History

Liberia
- Name: Captain Osama
- Builder: Koyo Dockyard, Mihara, Japan
- Launched: 1981
- Completed: 1981
- In service: 1981
- Identification: IMO number: 7900596
- Status: In service

General characteristics
- Class & type: Bulk carrier
- Tonnage: 9,232 tons
- Length: 142 m (466 ft)
- Beam: 22 m (72 ft)
- Draught: 6.3 m (21 ft)

= Harbel Tapper =

The Bulk carrier Harbel Tapper was launched on 20 March 1981 from the Koyo Dockyard, Mihara, Japan.Harbel Tapper was operated by L&C Shipping Lines, the dedicated shipping service of Firestone Natural Rubber Company. The ship, along with its sister ship the Harbel Cutlass, provided the only direct shipping service between Liberia and the United States. The ship typically completed six round-trip voyages a year, carrying both bulk liquid and dry cargo. On trips to the U.S., the ship carried liquid latex and block rubber. To Liberia and West Africa, the ship carried rice, medical supplies, vehicles, equipment, fertilizer and all the other supplies needed to support Firestone Liberia operations, as well as third party cargo. Harbel Tapper unloaded directly into terminals in Fall River, Massachusetts; Baltimore; and Savannah, Georgia. In addition, the ship also called at the ports of Norfolk, Virginia, and Lake Charles, Louisiana, where it then loaded rice for West Africa.

Since 2011 it has been renamed as Captain Osama.

== Events ==

In 1983 Harbel Tapper was involved in a ship collision with the United States passenger vessel in Rhode Island Sound.

In 1986 Harbel Tapper appeared briefly on-screen in the Hollywood film The Mosquito Coast starring Harrison Ford.

In September 2000 Harbel Tapper was involved in a ship collision with the Greece registered tanker Olympic Breeze in the Gulf of Mexico, both vessels sustaining damage.

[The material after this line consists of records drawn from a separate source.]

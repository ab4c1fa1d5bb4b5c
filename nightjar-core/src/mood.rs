/* This Source Code Form is subject to the terms of the Mozilla Public
 * License, v. 2.0. If a copy of the MPL was not distributed with this
 * file, You can obtain one at https://mozilla.org/MPL/2.0/.
 *
 * (c) 2024 The Nightjar Authors.
 */

//! Epoch-driven mood state machine (C11) and the frustration diagnosis
//! attached when entering SAD or ANGRY.

#[derive(Copy, Clone, Debug, PartialEq, Eq)]
pub enum Mood {
    Starting,
    Ready,
    Normal,
    Bored,
    Sad,
    Angry,
    Lonely,
    Excited,
    Grateful,
    Sleeping,
}

/// Every quantity the decision tree in §4.11 reads. `support_network_factor`
/// is the "factor ≥ 2" switch described as unused in this deployment — it is
/// wired through rather than hard-coded so a future collaborator can set it,
/// but today's control loop always passes `false`.
pub struct MoodInputs {
    pub num_missed: u32,
    pub max_misses_for_recon: u32,
    pub sad_for: u32,
    pub bored_for: u32,
    pub active_for: u32,
    pub excited_num_epochs: u32,
    pub support_network_factor_ge_2: bool,
    pub all_visible_fully_captured: bool,
}

/// Apply the §4.11 decision tree and return the new mood. Bootstrap states
/// (`Starting`, `Ready`) and externally triggered states (`Grateful` on
/// crack success, `Sleeping` under manual mode) are not produced here; the
/// control loop sets those directly.
pub fn transition(inputs: &MoodInputs) -> Mood {
    if inputs.num_missed > inputs.max_misses_for_recon {
        let base = if inputs.support_network_factor_ge_2 { Mood::Angry } else { Mood::Lonely };
        return cap_at_bored(base, inputs.all_visible_fully_captured);
    }
    if inputs.sad_for > 0 {
        let base = if inputs.support_network_factor_ge_2 { Mood::Angry } else { Mood::Sad };
        return cap_at_bored(base, inputs.all_visible_fully_captured);
    }
    if inputs.bored_for > 0 {
        return if inputs.all_visible_fully_captured { Mood::Bored } else { Mood::Normal };
    }
    if inputs.active_for >= inputs.excited_num_epochs {
        return Mood::Excited;
    }
    Mood::Normal
}

fn cap_at_bored(base: Mood, all_captured: bool) -> Mood {
    if all_captured {
        Mood::Bored
    } else {
        base
    }
}

/// True the first epoch the mood becomes `Angry`; the control loop uses this
/// to fire the initial HULK barrage.
pub fn entered_angry(previous: Mood, current: Mood) -> bool {
    previous != Mood::Angry && current == Mood::Angry
}

/// True when HULK should repeat: still angry, on every fifth epoch.
pub fn should_repeat_hulk(current: Mood, epoch_num: u64) -> bool {
    current == Mood::Angry && epoch_num % 5 == 0
}

#[derive(Copy, Clone, Debug, PartialEq, Eq)]
pub enum FrustrationReason {
    Generic,
    NoClients,
    Wpa3Pmf,
    WeakSignal,
    DeauthsIgnored,
}

/// Tallies over the uncaptured-and-attack-eligible APs, gathered by the
/// control loop just before entering SAD/ANGRY.
#[derive(Default)]
pub struct FrustrationInputs {
    pub total_eligible: u32,
    pub zero_client_count: u32,
    pub wpa3_count: u32,
    pub weak_signal_count: u32,
    pub deauths_without_handshake: u32,
}

/// Label the dominant cause of frustration among eligible-but-uncaptured
/// APs. A category must cover at least half of the eligible set to be named
/// specifically; otherwise `Generic`.
pub fn diagnose_frustration(inputs: &FrustrationInputs) -> FrustrationReason {
    if inputs.total_eligible == 0 {
        return FrustrationReason::Generic;
    }
    let majority = inputs.total_eligible.div_ceil(2);
    let candidates = [
        (FrustrationReason::NoClients, inputs.zero_client_count),
        (FrustrationReason::Wpa3Pmf, inputs.wpa3_count),
        (FrustrationReason::WeakSignal, inputs.weak_signal_count),
        (FrustrationReason::DeauthsIgnored, inputs.deauths_without_handshake),
    ];
    candidates
        .into_iter()
        .filter(|(_, count)| *count >= majority)
        .max_by_key(|(_, count)| *count)
        .map(|(reason, _)| reason)
        .unwrap_or(FrustrationReason::Generic)
}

Harbel Tappers last journey in 2011 was to take part in the humanitarian relief shipment to earthquake-devastated Haiti coordinated by the Firestone Natural Rubber Company, LLC (FSNR) teammates and the vessel crew. During this mission, the ship had to survive an attack by pirates and an outbreak of cholera that afflicted the island at the time.

Harbel Tapper then returned to its home port of Monrovia in Liberia where it was temporarily retired. Harbel Tappers sister ship Harbel Cutlass continues in active service.

In 2011 Harbel Tapper was re-badged as 'Captain Osama' under the ownership of A.N.Brother Maritime Co SA, sailing under the flag of Tasmania.